Huge portraits of the Pope and Vatican flags decorated the road leading to the monastery. "Blessed is he who comes in the name of the Lord," read a banner in Arabic and Italian in front of the platform.

The Pope was offered cuttings of the overflowing bramble that monks at the monastery have no doubt is the same burning bush sighted by Moses. "This holy mountain rises like a soaring monument to what God revealed here. Here he revealed his name. Here he gave his law -- the Ten Commandments of the Covenant. But what is this law? It is the law of life and freedom," the Pope told the crowd outside the monastery.

Hands on his face, the Pope knelt at a church altar inside the monastery and prayed, surrounded by Greek Orthodox monks and Roman Catholic clerics. However, the Catholic clerics were not allowed to pray with him and other Catholic visitors were kept outside the monastery's walls.

The monastery was founded in 527 AD, during the reign of Byzantine Emperor Justinian.
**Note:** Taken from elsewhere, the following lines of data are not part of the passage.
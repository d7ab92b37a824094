//! Compiled resource container scanning.
//!
//! A compiled resource starts with a fixed 16-byte header followed (at a
//! relative offset) by a block directory. Each directory entry names a block by
//! a four-character tag and addresses its payload with an offset relative to
//! the end of the entry's offset field.
//!
//! ```text
//! 0x00  u32  file size
//! 0x04  u16  header version
//! 0x06  u16  file version
//! 0x08  u32  block table offset (relative to 0x08)
//! 0x0C  u32  block count
//!
//! entry:
//! +0    u32  type tag ("PHYS", "DATA", ...)
//! +4    u32  data offset (relative to +8)
//! +8    u32  data size
//! ```
//!
//! Only the directory and the requested block are touched; block payloads are
//! returned as borrowed slices.

use std::fmt;
use std::str::FromStr;

use crate::bytes::ByteReader;
use crate::error::{ExtractError, Result};

/// Size of the fixed resource header.
pub const HEADER_SIZE: usize = 16;

/// A four-character block type tag packed little-endian into a `u32`.
#[derive(Copy, Clone, PartialEq, Eq, Hash)]
pub struct BlockType(u32);

impl BlockType {
    /// Physics data (collision shapes).
    pub const PHYS: BlockType = BlockType::from_tag(b"PHYS");
    /// Generic resource data.
    pub const DATA: BlockType = BlockType::from_tag(b"DATA");
    /// Introspection manifest.
    pub const NTRO: BlockType = BlockType::from_tag(b"NTRO");
    /// External resource references.
    pub const RERL: BlockType = BlockType::from_tag(b"RERL");
    /// Resource edit info.
    pub const REDI: BlockType = BlockType::from_tag(b"REDI");
    /// Resource edit info, version 2.
    pub const RED2: BlockType = BlockType::from_tag(b"RED2");
    /// Mesh buffers.
    pub const MBUF: BlockType = BlockType::from_tag(b"MBUF");
    /// Model control data.
    pub const CTRL: BlockType = BlockType::from_tag(b"CTRL");
    /// Model data.
    pub const MDAT: BlockType = BlockType::from_tag(b"MDAT");
    /// Animation group.
    pub const AGRP: BlockType = BlockType::from_tag(b"AGRP");

    /// Pack a four-byte ASCII tag.
    pub const fn from_tag(tag: &[u8; 4]) -> Self {
        BlockType(u32::from_le_bytes(*tag))
    }

    /// Wrap a raw packed tag as read from a block directory.
    pub const fn from_raw(raw: u32) -> Self {
        BlockType(raw)
    }

    /// The packed `u32` value.
    pub const fn raw(self) -> u32 {
        self.0
    }

    /// The tag bytes in file order.
    pub const fn tag(self) -> [u8; 4] {
        self.0.to_le_bytes()
    }
}

impl fmt::Display for BlockType {
    fn fmt(&self, f: &mut fmt::Formatter<'_>) -> fmt::Result {
        for b in self.tag() {
            if b.is_ascii_graphic() {
                write!(f, "{}", b as char)?;
            } else {
                write!(f, "\\x{:02x}", b)?;
            }
        }
        Ok(())
    }
}

impl fmt::Debug for BlockType {
    fn fmt(&self, f: &mut fmt::Formatter<'_>) -> fmt::Result {
        write!(f, "BlockType({})", self)
    }
}

impl FromStr for BlockType {
    type Err = String;

    fn from_str(s: &str) -> std::result::Result<Self, Self::Err> {
        let bytes = s.as_bytes();
        if bytes.len() != 4 || !bytes.iter().all(u8::is_ascii) {
            return Err(format!("block type must be four ASCII characters, got {:?}", s));
        }
        Ok(BlockType::from_tag(&[bytes[0], bytes[1], bytes[2], bytes[3]]))
    }
}

/// The fixed header at the start of a compiled resource.
#[derive(Debug, Clone, Copy, PartialEq, Eq)]
pub struct ResourceHeader {
    /// Total file size as recorded in the header.
    pub file_size: u32,
    /// Header layout version.
    pub header_version: u16,
    /// Resource file version.
    pub version: u16,
    /// Absolute offset of the first block directory entry.
    pub block_table_offset: usize,
    /// Number of block directory entries.
    pub block_count: u32,
}

impl ResourceHeader {
    /// Parse the header from the start of a resource buffer.
    pub fn parse(bytes: &[u8]) -> Result<Self> {
        let mut reader = ByteReader::new(bytes);
        Self::read(&mut reader)
    }

    /// Read the header and leave `reader` at the first directory entry.
    fn read(reader: &mut ByteReader<'_>) -> Result<Self> {
        let file_size = reader.read_u32()?;
        let header_version = reader.read_u16()?;
        let version = reader.read_u16()?;
        let block_offset = reader.read_u32()?;
        let block_count = reader.read_u32()?;

        // The table offset counts from its own field, which sits 8 bytes
        // before the cursor.
        reader.skip(i64::from(block_offset) - 8)?;

        Ok(Self {
            file_size,
            header_version,
            version,
            block_table_offset: reader.position(),
            block_count,
        })
    }
}

/// One entry of the block directory.
#[derive(Debug, Clone, Copy, PartialEq, Eq)]
pub struct BlockDirectoryEntry {
    /// Block type tag.
    pub block_type: BlockType,
    /// Absolute offset of the block payload.
    pub offset: usize,
    /// Payload size in bytes. Zero means the block is present but empty.
    pub size: usize,
}

impl BlockDirectoryEntry {
    /// Whether this entry carries no payload.
    pub fn is_empty(&self) -> bool {
        self.size == 0
    }
}

/// Iterator over the block directory of a resource buffer.
///
/// Entries are read lazily; the first read error is yielded once and ends
/// iteration.
pub struct BlockEntries<'a> {
    reader: ByteReader<'a>,
    remaining: u32,
}

impl<'a> BlockEntries<'a> {
    /// Start reading the directory of `bytes`.
    pub fn new(bytes: &'a [u8]) -> Result<Self> {
        let mut reader = ByteReader::new(bytes);
        let header = ResourceHeader::read(&mut reader)?;
        Ok(Self {
            reader,
            remaining: header.block_count,
        })
    }

    fn read_entry(&mut self) -> Result<BlockDirectoryEntry> {
        let block_type = BlockType::from_raw(self.reader.read_u32()?);

        let base = self.reader.position();
        let rel_offset = self.reader.read_u32()? as usize;
        // Payload offset counts from the end of the offset field.
        let data_base = self.reader.position();
        let size = self.reader.read_u32()? as usize;

        // Next entry: offset field + size field past the base.
        self.reader.seek(base + 8)?;

        Ok(BlockDirectoryEntry {
            block_type,
            offset: data_base + rel_offset,
            size,
        })
    }
}

impl Iterator for BlockEntries<'_> {
    type Item = Result<BlockDirectoryEntry>;

    fn next(&mut self) -> Option<Self::Item> {
        if self.remaining == 0 {
            return None;
        }
        self.remaining -= 1;

        let entry = self.read_entry();
        if entry.is_err() {
            self.remaining = 0;
        }
        Some(entry)
    }

    fn size_hint(&self) -> (usize, Option<usize>) {
        (0, Some(self.remaining as usize))
    }
}

/// Borrow the payload an entry points at.
pub fn block_data<'a>(bytes: &'a [u8], entry: &BlockDirectoryEntry) -> Result<&'a [u8]> {
    let mut reader = ByteReader::new(bytes);
    reader.seek(entry.offset).map_err(|_| ExtractError::TruncatedRecord {
        offset: entry.offset,
        needed: entry.size,
        available: 0,
    })?;
    reader.take(entry.size)
}

/// Find the first non-empty block of `block_type` and borrow its payload.
///
/// Entries with a matching tag but zero size are skipped. Fails with
/// [`ExtractError::BlockNotFound`] when the directory is exhausted.
///
/// # Example
///
/// ```no_run
/// use phystri::resource::{find_block, BlockType};
///
/// let bytes = std::fs::read("world_physics.vmdl_c").unwrap();
/// let physics = find_block(&bytes, BlockType::PHYS).unwrap();
/// println!("PHYS block: {} bytes", physics.len());
/// ```
pub fn find_block(bytes: &[u8], block_type: BlockType) -> Result<&[u8]> {
    for entry in BlockEntries::new(bytes)? {
        let entry = entry?;
        if entry.block_type == block_type && !entry.is_empty() {
            log::debug!(
                "found {} block at offset {} ({} bytes)",
                block_type,
                entry.offset,
                entry.size
            );
            return block_data(bytes, &entry);
        }
    }
    Err(ExtractError::BlockNotFound { block: block_type })
}

/// A parsed resource: header plus the full block directory.
#[derive(Debug, Clone)]
pub struct ResourceFile<'a> {
    bytes: &'a [u8],
    header: ResourceHeader,
    entries: Vec<BlockDirectoryEntry>,
}

impl<'a> ResourceFile<'a> {
    /// Parse the header and block directory of `bytes`.
    pub fn parse(bytes: &'a [u8]) -> Result<Self> {
        let header = ResourceHeader::parse(bytes)?;
        let entries = BlockEntries::new(bytes)?.collect::<Result<Vec<_>>>()?;
        Ok(Self {
            bytes,
            header,
            entries,
        })
    }

    /// The resource header.
    pub fn header(&self) -> &ResourceHeader {
        &self.header
    }

    /// All directory entries in file order.
    pub fn entries(&self) -> &[BlockDirectoryEntry] {
        &self.entries
    }

    /// The first non-empty entry of the given type.
    pub fn find(&self, block_type: BlockType) -> Option<&BlockDirectoryEntry> {
        self.entries
            .iter()
            .find(|e| e.block_type == block_type && !e.is_empty())
    }

    /// Borrow the payload of an entry.
    pub fn block_data(&self, entry: &BlockDirectoryEntry) -> Result<&'a [u8]> {
        block_data(self.bytes, entry)
    }

    /// Borrow the payload of the first non-empty block of the given type.
    pub fn block(&self, block_type: BlockType) -> Result<&'a [u8]> {
        let entry = self
            .find(block_type)
            .ok_or(ExtractError::BlockNotFound { block: block_type })?;
        self.block_data(entry)
    }
}

/// Build a resource container from `(type, payload)` pairs.
///
/// The directory immediately follows the header and payloads follow the
/// directory in order. Used by tests and benchmarks.
#[doc(hidden)]
pub fn build_container(blocks: &[(BlockType, &[u8])]) -> Vec<u8> {
    let table_start = HEADER_SIZE;
    let mut data_offset = table_start + blocks.len() * 12;

    let mut table = Vec::with_capacity(blocks.len() * 12);
    let mut payload = Vec::new();
    for (i, (block_type, data)) in blocks.iter().enumerate() {
        let offset_field_end = table_start + i * 12 + 8;
        table.extend_from_slice(&block_type.raw().to_le_bytes());
        table.extend_from_slice(&((data_offset - offset_field_end) as u32).to_le_bytes());
        table.extend_from_slice(&(data.len() as u32).to_le_bytes());
        payload.extend_from_slice(data);
        data_offset += data.len();
    }

    let total = data_offset;
    let mut out = Vec::with_capacity(total);
    out.extend_from_slice(&(total as u32).to_le_bytes());
    out.extend_from_slice(&12u16.to_le_bytes());
    out.extend_from_slice(&0u16.to_le_bytes());
    out.extend_from_slice(&8u32.to_le_bytes());
    out.extend_from_slice(&(blocks.len() as u32).to_le_bytes());
    out.extend_from_slice(&table);
    out.extend_from_slice(&payload);
    out
}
It was named in the 9th century after Saint Catherine, the martyr of Alexandria who converted to Christianity in the 4th century and was beheaded for accusing the emperor of idolatry.

The pope, praying close to the relics of St Catherine inside the monastery, removed his ring and brought it to the saint's finger bone and part of her discoloured skull before kissing it and putting it back on his own finger, in accordance with tradition.

"Having done so, the Pope has broken the Vatican's decree of the 1960s that denied that Catherine is a saint," one of the 25 monks who live in the monastery told Al-Ahram Weekly on condition of anonymity. "He [the pope] had asked to pray here, but we left the platform before prayers began as we can't pray together," the monk continued.

Archbishop Damianos, the head priest of St Catherine, who spent 40 years eyeing the holy summit, told reporters that "it will be very clear to everyone that the Pope is not the leader of non-Catholic Christians".

Father Justin, 50, while emphasising the differences between the two churches, told the Weekly that "the fact that he came here is very significant -- the Roman Catholic Church came to a place which is the very embodiment of the Greek Orthodox Church". The two churches disagree on the issue of papal infallibility and supremacy. This explains why the monks gave the Pope a reserved welcome.

However, the sentiment of the mainly Coptic Orthodox crowd was different. "For me, he is a symbol of Christianity and Jesus Christ. I feel I met with Jesus Christ today," accountant Hoda Raflah, 33, said.

Merchant Adel Wadie Benyamin, 38, came all the way from Upper Egypt "to pray and be blessed by the Pope". Benyamin was wearing the traditional Upper Egyptian garb.

As the Pope left, a guitar-backed choir from Cairo sang a prayer in Arabic: "Our Lord is God, and God is one."